§ Task
This exercise asks for every line of the material that includes the word "speed".

§ Provided entries

--------------------

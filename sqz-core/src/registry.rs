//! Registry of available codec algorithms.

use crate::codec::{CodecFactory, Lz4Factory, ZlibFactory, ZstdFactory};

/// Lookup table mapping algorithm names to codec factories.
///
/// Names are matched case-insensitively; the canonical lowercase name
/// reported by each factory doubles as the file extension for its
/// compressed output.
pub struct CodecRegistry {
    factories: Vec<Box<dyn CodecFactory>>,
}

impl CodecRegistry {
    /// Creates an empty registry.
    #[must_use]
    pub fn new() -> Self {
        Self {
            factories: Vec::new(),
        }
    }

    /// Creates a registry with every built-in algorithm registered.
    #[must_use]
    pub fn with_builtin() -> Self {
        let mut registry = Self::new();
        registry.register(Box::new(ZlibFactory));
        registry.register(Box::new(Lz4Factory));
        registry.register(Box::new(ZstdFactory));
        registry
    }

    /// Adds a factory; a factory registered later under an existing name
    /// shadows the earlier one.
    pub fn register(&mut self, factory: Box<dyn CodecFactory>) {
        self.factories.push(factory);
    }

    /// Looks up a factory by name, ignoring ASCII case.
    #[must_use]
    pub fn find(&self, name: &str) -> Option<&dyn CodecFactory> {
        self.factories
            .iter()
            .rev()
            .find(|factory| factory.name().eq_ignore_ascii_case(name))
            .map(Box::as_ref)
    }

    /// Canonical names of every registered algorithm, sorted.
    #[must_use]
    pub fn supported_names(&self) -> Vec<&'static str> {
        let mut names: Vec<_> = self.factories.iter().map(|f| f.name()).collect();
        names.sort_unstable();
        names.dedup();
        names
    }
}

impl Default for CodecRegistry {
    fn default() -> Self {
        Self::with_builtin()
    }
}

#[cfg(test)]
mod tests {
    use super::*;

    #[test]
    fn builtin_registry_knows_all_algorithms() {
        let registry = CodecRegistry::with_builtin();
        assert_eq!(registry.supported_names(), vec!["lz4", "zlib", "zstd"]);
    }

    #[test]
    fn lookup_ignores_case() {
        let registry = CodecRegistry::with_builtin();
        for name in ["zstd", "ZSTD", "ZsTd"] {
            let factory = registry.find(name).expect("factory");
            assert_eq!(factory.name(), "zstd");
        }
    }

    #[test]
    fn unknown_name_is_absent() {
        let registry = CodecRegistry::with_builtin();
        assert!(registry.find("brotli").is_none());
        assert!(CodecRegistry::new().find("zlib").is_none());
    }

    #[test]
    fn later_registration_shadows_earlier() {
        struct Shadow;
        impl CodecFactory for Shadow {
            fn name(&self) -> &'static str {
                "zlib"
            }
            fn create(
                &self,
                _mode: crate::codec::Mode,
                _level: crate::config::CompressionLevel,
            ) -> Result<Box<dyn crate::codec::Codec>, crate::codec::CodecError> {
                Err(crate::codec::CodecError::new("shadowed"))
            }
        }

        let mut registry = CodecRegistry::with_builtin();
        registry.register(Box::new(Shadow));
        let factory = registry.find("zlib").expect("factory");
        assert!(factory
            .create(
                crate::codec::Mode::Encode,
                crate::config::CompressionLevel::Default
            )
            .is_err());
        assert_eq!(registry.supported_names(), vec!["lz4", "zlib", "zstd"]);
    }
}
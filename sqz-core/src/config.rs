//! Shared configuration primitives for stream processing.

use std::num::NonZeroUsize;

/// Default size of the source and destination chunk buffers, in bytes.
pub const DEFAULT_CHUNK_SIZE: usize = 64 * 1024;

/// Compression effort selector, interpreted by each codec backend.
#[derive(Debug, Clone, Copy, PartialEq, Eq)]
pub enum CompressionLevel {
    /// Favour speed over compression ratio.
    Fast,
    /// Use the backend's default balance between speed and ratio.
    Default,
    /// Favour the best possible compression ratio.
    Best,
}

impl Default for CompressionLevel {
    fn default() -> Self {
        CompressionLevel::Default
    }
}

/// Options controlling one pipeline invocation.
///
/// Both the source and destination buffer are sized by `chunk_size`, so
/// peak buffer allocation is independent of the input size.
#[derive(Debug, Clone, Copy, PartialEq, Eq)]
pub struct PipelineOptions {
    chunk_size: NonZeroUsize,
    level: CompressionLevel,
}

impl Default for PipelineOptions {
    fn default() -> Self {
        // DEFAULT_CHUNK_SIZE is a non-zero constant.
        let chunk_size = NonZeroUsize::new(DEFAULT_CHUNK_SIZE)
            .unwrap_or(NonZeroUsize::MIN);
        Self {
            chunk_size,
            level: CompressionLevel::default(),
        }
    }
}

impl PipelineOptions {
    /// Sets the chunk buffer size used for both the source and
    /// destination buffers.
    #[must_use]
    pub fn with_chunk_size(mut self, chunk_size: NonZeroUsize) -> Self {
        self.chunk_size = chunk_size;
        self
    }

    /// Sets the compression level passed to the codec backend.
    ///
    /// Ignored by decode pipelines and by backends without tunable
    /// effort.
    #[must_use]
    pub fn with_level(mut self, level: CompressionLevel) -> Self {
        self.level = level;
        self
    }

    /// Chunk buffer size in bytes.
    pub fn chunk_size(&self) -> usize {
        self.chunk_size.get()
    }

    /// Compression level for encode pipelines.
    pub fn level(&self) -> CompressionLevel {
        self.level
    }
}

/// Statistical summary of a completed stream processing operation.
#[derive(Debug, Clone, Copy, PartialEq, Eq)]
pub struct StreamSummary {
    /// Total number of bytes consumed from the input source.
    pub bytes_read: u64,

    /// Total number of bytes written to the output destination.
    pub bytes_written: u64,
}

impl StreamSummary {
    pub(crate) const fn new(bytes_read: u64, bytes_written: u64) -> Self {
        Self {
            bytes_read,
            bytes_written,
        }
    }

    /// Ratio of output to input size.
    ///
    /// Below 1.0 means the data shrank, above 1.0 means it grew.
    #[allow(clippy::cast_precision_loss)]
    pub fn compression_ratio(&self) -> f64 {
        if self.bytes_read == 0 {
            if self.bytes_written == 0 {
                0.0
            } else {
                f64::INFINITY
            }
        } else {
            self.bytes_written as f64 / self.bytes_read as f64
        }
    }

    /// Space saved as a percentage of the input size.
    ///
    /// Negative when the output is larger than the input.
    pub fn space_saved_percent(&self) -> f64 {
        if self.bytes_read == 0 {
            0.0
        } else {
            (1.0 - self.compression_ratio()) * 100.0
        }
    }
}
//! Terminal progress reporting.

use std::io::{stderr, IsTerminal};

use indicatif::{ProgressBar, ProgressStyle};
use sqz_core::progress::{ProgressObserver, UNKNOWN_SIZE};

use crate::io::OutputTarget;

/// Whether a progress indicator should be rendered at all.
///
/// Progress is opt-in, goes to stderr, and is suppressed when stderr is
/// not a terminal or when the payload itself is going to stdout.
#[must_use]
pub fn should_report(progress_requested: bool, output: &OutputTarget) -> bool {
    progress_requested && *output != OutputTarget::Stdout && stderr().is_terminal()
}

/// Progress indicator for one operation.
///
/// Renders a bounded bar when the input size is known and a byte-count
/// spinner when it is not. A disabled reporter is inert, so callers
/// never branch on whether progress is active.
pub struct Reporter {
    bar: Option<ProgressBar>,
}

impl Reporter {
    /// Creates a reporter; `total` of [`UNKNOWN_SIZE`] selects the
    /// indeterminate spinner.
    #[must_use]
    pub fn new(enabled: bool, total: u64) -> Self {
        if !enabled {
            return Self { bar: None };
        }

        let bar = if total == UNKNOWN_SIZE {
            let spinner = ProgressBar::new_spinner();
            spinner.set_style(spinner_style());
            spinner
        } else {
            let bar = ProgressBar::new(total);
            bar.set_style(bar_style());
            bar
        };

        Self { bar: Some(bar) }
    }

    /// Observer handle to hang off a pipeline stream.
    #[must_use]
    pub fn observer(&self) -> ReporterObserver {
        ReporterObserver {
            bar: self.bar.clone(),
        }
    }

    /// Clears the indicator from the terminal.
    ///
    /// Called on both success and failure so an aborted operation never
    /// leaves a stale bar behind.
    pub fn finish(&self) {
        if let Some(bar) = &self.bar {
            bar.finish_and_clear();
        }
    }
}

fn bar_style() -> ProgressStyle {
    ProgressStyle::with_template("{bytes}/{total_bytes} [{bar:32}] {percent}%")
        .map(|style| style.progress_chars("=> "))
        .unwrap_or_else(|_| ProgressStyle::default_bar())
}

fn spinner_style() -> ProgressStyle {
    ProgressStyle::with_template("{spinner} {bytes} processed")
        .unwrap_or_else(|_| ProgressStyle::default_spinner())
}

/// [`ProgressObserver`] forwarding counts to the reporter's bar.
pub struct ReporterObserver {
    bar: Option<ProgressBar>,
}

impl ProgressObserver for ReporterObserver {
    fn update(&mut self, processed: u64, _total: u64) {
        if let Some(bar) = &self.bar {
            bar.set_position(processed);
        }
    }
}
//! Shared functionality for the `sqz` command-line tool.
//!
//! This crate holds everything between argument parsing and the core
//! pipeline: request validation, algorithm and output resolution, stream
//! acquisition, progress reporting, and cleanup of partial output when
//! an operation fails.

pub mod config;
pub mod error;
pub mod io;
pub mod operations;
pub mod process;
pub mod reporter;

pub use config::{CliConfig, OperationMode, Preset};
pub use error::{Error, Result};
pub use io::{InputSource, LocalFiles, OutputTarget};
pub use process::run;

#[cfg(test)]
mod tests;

--------------------

§ Solution for this exercise
    /// Favour speed over compression ratio.
    /// Use the backend's default balance between speed and ratio.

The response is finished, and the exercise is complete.